I didn’t realize it then, but cobbling stray facts into stories was good experience for writing a weekly column.
There were some interesting characters on the crew, and I learned by observing them.
The environment was noisy and dirty, and the periods of confinement long, but, like the crew of a pirate ship, we made our own entertainment.
The cast of colorful characters also included pressmen, drivers, and a member of the custodial staff, known affectionately as “the fat little janitor.” Clad in the uniform of his trade, he perpetually had a nasty, cheap cigar protruding from the corner of his mouth, although I never saw him light one. He chewed them, and I suspect he ate at least one cigar during every shift.
It was useful to watch how people coped with hour after hour of monotonous labor.
With the roar of the press in the background and a steady stream of papers passing in front of them, some retreated into their own heads, and survived by using their imagination. I have sometimes found this skill beneficial when confronted with a long board meeting.
Jobs were scarce in those days.
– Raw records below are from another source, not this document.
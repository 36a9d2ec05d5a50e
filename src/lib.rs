#[cfg(feature = "cli")]
pub mod cli;
pub mod config;
pub mod document;
pub mod geometry;
pub mod placement;
pub mod placement_dump;
pub mod render;
pub mod scenario;
pub mod stage;
pub mod theme;

#[cfg(feature = "cli")]
pub use cli::run;
pub use config::{Config, PlacementConfig, load_config};
pub use document::{DocumentEnv, DocumentMetrics, Overflow, ScrollElement};
pub use geometry::{MarginBox, PaddingBox, Point, PopupSize, SafeArea};
pub use placement::{
    Placement, PointerType, PopupPosition, PositionMode, PositionRequest, Side, Strategy,
    compute_popup_placement, compute_popup_position,
};
pub use render::render_svg;
pub use scenario::{Scenario, ScenarioError, parse_scenarios};
pub use stage::Stage;
pub use theme::Theme;
use super::PointerType;
use super::candidate::Side;

/// Order in which the four sides are considered.
///
/// The first two entries form the block-direction pair: vertical for
/// horizontal text, horizontal for vertical text. Touch input prefers the
/// popup above the contact point so it doesn't end up under the finger.
pub fn preference_order(is_vertical_text: bool, pointer_type: PointerType) -> [Side; 4] {
    let [first, second] = match pointer_type {
        PointerType::Cursor => [Side::Below, Side::Above],
        PointerType::Puck => [Side::Above, Side::Below],
    };
    if is_vertical_text {
        [Side::Right, Side::Left, first, second]
    } else {
        [first, second, Side::Right, Side::Left]
    }
}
An indicator of how bad times were was the practice of selling shifts.
At the end of each Saturday/Sunday shift, the workers would gather around the foreman’s desk.
Written on a yellow legal pad, he would have a list of the available shifts for the week ahead, and the number of people required for each shift.
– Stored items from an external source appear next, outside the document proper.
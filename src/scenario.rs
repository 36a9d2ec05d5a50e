//! Scenario files: a placement request paired with the document it runs in.
//!
//! Files are JSON5 so fixtures can carry comments. A file holds either one
//! scenario or an array of them.

use serde::{Deserialize, Serialize};
use thiserror::Error;

use crate::document::DocumentMetrics;
use crate::placement::PositionRequest;

#[derive(Debug, Error, PartialEq)]
pub enum ScenarioError {
    #[error("parse error: {0}")]
    Parse(String),

    #[error("no scenarios found in input")]
    Empty,

    #[error("{scenario}: {field} must be a finite number")]
    NonFinite {
        scenario: String,
        field: &'static str,
    },

    #[error("{scenario}: {field} must not be negative")]
    Negative {
        scenario: String,
        field: &'static str,
    },
}

#[derive(Debug, Clone, PartialEq, Serialize, Deserialize)]
pub struct Scenario {
    #[serde(default)]
    pub name: Option<String>,
    pub request: PositionRequest,
    pub document: DocumentMetrics,
}

#[derive(Deserialize)]
#[serde(untagged)]
enum ScenarioInput {
    Many(Vec<Scenario>),
    One(Box<Scenario>),
}

impl Scenario {
    pub fn label(&self, index: usize) -> String {
        self.name
            .clone()
            .unwrap_or_else(|| format!("scenario {}", index + 1))
    }

    /// Rejects values the placement engine assumes never occur.
    pub fn validate(&self, index: usize) -> Result<(), ScenarioError> {
        let label = self.label(index);
        let request = &self.request;
        let document = &self.document;

        let mut finite: Vec<(&'static str, f32)> = vec![
            ("popupSize.width", request.popup_size.width),
            ("popupSize.height", request.popup_size.height),
            ("cursorClearance.top", request.cursor_clearance.top),
            ("cursorClearance.bottom", request.cursor_clearance.bottom),
            ("cursorClearance.left", request.cursor_clearance.left),
            ("cursorClearance.right", request.cursor_clearance.right),
            ("safeArea.top", request.safe_area.top),
            ("safeArea.bottom", request.safe_area.bottom),
            ("safeArea.left", request.safe_area.left),
            ("safeArea.right", request.safe_area.right),
            ("document.clientWidth", document.client_width),
            ("document.clientHeight", document.client_height),
            ("document.scrollX", document.scroll_x),
            ("document.scrollY", document.scroll_y),
        ];
        if let Some(pos) = request.mouse_pos {
            finite.push(("mousePos.x", pos.x));
            finite.push(("mousePos.y", pos.y));
        }
        for (field, value) in [
            ("document.bodyClientHeight", document.body_client_height),
            ("document.innerHeight", document.inner_height),
            ("document.scrollHeight", document.scroll_height),
        ] {
            if let Some(value) = value {
                finite.push((field, value));
            }
        }
        if let Some(&(field, _)) = finite.iter().find(|(_, value)| !value.is_finite()) {
            return Err(ScenarioError::NonFinite {
                scenario: label,
                field,
            });
        }

        let non_negative = [
            ("popupSize.width", request.popup_size.width),
            ("popupSize.height", request.popup_size.height),
            ("cursorClearance.top", request.cursor_clearance.top),
            ("cursorClearance.bottom", request.cursor_clearance.bottom),
            ("cursorClearance.left", request.cursor_clearance.left),
            ("cursorClearance.right", request.cursor_clearance.right),
            ("document.clientWidth", document.client_width),
            ("document.clientHeight", document.client_height),
        ];
        if let Some(&(field, _)) = non_negative.iter().find(|(_, value)| *value < 0.0) {
            return Err(ScenarioError::Negative {
                scenario: label,
                field,
            });
        }
        Ok(())
    }
}

pub fn parse_scenarios(input: &str) -> Result<Vec<Scenario>, ScenarioError> {
    let parsed: ScenarioInput =
        json5::from_str(input).map_err(|err| ScenarioError::Parse(err.to_string()))?;
    let scenarios = match parsed {
        ScenarioInput::Many(list) => list,
        ScenarioInput::One(scenario) => vec![*scenario],
    };
    if scenarios.is_empty() {
        return Err(ScenarioError::Empty);
    }
    for (idx, scenario) in scenarios.iter().enumerate() {
        scenario.validate(idx)?;
    }
    Ok(scenarios)
}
The foreman would fill each shift with interested candidates based upon seniority.
Some of the long-term employees would sign up for more shifts than they intended to work. They would later sell the shifts to anyone who would pay the price.
Those who “bought” a shift might end up working an hour or more for free as the result of these payments, but they were so desperate for work they accepted it.
The company did not condone the arrangement, and the foreman threatened to withhold shifts from anyone caught selling them, but it remained standard practice.
I missed out on a lot as a result of working every Saturday night throughout my high school career, but I was happy to at least have a job.
When most people were waking up to their coffee and Sunday paper, the ink-stained wretches of the mailroom were coughing up paper dust and heading home to sleep.
It didn’t take me long to figure out that was not the kind of job I wanted as a career.
I remember many a late night visiting the cafeteria on second floor. I would gaze wistfully down the dimly-lit corridor to the forbidden territory of the editors and writers who made up the editorial department.
Even then, I wished I was on the input, rather than output side of the newspaper business.
The newsroom was quiet at that time of day, but I was sure there was a desk there waiting for me.
The world has changed since then. At that time, we were still publishing both a morning and evening edition.
Those days are long gone, as are many of the papers that were in business then.
It is sad to see another piece of my past disappear, but I am glad the company has invested in the new press and production facility. This tells me the proud tradition of printed newspapers in the northland will continue well into the future, and that is very good news indeed.